Data in this exercise >>
──────────

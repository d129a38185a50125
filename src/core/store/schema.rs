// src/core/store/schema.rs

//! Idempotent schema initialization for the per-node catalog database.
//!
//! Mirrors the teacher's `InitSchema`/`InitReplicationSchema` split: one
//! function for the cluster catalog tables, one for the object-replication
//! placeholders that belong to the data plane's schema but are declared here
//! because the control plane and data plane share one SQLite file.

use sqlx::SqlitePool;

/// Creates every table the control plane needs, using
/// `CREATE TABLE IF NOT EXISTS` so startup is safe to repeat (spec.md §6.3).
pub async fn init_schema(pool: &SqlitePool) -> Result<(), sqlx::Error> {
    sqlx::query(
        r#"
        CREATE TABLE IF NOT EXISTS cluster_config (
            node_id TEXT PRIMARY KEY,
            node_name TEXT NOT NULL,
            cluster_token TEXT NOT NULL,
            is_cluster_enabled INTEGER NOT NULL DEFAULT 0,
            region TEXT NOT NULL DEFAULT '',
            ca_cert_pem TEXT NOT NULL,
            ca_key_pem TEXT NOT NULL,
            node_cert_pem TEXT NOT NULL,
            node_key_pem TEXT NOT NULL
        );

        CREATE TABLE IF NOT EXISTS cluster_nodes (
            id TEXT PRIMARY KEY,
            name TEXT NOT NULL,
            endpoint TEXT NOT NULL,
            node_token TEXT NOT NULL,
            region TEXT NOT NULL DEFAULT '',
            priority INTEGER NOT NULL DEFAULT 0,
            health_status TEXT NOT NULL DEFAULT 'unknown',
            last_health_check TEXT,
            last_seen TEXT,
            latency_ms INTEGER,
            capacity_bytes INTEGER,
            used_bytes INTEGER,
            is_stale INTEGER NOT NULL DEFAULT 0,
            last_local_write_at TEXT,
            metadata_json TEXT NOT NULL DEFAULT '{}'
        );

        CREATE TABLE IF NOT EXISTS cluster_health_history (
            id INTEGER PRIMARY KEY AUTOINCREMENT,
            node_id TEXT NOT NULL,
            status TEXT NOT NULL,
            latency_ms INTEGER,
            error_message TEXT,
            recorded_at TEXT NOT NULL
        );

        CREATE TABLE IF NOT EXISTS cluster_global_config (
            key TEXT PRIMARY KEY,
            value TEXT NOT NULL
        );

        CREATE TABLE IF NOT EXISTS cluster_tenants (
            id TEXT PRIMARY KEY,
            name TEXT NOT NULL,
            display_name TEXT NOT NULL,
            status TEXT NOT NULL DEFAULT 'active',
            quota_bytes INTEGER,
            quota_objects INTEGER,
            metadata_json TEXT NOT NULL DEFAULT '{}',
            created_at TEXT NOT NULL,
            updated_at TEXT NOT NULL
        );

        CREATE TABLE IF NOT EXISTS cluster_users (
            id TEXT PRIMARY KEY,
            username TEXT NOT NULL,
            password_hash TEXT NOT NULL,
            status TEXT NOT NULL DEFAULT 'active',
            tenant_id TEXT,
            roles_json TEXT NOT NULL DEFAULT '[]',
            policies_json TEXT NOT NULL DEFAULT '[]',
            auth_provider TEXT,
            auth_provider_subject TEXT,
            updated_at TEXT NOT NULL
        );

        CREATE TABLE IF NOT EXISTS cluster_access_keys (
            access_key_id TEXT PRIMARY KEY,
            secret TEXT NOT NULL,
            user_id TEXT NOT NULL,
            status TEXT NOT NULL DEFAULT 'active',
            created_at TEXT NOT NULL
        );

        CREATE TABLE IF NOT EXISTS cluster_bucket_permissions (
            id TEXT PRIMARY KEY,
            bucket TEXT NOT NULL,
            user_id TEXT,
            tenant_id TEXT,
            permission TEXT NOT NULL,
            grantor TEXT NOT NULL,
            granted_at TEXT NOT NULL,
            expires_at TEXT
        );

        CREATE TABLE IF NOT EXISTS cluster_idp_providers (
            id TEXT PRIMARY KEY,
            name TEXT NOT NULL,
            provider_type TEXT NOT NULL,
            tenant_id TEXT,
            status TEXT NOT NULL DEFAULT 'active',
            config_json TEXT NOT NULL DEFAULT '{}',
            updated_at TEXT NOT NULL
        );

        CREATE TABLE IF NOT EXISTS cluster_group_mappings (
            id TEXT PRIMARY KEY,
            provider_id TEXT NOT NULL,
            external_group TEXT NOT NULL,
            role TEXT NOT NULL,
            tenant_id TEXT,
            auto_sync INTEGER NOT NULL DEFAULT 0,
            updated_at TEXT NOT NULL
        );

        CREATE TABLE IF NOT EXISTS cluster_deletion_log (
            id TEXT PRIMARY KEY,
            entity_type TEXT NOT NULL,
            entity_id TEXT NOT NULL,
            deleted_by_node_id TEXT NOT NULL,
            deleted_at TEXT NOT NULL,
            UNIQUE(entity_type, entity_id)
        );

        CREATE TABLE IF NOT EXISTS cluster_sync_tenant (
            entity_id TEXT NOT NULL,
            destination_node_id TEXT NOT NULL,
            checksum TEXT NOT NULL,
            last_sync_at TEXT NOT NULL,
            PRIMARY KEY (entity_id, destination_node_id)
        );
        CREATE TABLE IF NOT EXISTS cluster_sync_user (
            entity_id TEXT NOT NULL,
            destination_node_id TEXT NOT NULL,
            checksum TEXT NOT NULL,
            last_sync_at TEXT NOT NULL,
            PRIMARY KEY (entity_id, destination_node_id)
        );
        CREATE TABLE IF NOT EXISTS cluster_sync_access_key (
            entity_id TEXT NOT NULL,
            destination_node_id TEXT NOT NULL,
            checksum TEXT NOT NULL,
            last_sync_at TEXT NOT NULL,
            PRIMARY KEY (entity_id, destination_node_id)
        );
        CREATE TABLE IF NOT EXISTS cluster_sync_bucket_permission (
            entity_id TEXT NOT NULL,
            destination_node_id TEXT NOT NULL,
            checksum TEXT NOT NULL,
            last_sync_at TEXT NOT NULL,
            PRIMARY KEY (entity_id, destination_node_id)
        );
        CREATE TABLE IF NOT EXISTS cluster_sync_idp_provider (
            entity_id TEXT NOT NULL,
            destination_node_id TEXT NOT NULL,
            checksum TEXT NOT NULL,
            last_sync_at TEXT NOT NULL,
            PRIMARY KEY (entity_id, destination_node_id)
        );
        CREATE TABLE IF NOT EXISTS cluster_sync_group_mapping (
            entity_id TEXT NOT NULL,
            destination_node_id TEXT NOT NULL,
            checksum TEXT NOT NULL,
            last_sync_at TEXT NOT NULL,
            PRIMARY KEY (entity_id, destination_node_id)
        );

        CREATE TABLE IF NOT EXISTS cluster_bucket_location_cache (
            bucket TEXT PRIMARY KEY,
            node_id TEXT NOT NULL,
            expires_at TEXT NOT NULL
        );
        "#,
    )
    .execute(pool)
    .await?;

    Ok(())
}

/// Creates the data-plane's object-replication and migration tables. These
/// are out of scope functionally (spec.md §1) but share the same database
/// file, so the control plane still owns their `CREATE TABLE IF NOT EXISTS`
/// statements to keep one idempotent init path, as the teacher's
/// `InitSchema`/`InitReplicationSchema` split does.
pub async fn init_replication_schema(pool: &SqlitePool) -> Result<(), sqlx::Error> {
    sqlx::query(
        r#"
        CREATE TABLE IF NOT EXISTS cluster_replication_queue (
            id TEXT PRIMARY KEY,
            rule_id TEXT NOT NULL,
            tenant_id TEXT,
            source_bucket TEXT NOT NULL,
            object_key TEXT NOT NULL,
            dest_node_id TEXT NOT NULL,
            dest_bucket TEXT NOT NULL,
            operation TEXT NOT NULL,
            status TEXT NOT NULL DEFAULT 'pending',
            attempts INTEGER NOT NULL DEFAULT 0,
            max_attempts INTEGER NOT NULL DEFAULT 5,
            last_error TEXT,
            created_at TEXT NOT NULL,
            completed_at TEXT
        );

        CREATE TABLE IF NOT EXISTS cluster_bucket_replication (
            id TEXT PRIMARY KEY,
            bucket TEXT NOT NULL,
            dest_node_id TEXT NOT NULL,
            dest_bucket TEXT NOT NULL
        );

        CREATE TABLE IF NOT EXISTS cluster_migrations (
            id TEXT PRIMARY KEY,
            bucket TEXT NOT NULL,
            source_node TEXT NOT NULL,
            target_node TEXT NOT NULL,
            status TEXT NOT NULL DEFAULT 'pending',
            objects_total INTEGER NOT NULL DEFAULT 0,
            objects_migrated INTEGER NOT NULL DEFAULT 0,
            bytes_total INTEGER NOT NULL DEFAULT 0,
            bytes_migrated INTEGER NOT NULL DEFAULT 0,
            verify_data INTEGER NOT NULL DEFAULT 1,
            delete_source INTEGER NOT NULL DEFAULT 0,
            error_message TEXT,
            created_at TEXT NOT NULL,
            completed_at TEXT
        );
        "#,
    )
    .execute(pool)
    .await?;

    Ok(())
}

──────────

Exercise objective >>
Exactly the lines from the start of the entries through the one bearing "cluster_token TEXT NOT" are to be output, with both ends included.

Task result >>
repository d129a38185a50125
filename src/core/store/schema.rs
// src/core/store/schema.rs

//! Idempotent schema initialization for the per-node catalog database.
//!
//! Mirrors the teacher's `InitSchema`/`InitReplicationSchema` split: one
//! function for the cluster catalog tables, one for the object-replication
//! placeholders that belong to the data plane's schema but are declared here
//! because the control plane and data plane share one SQLite file.

use sqlx::SqlitePool;

/// Creates every table the control plane needs, using
/// `CREATE TABLE IF NOT EXISTS` so startup is safe to repeat (spec.md §6.3).
pub async fn init_schema(pool: &SqlitePool) -> Result<(), sqlx::Error> {
    sqlx::query(
        r#"
        CREATE TABLE IF NOT EXISTS cluster_config (
            node_id TEXT PRIMARY KEY,
            node_name TEXT NOT NULL,
            cluster_token TEXT NOT NULL,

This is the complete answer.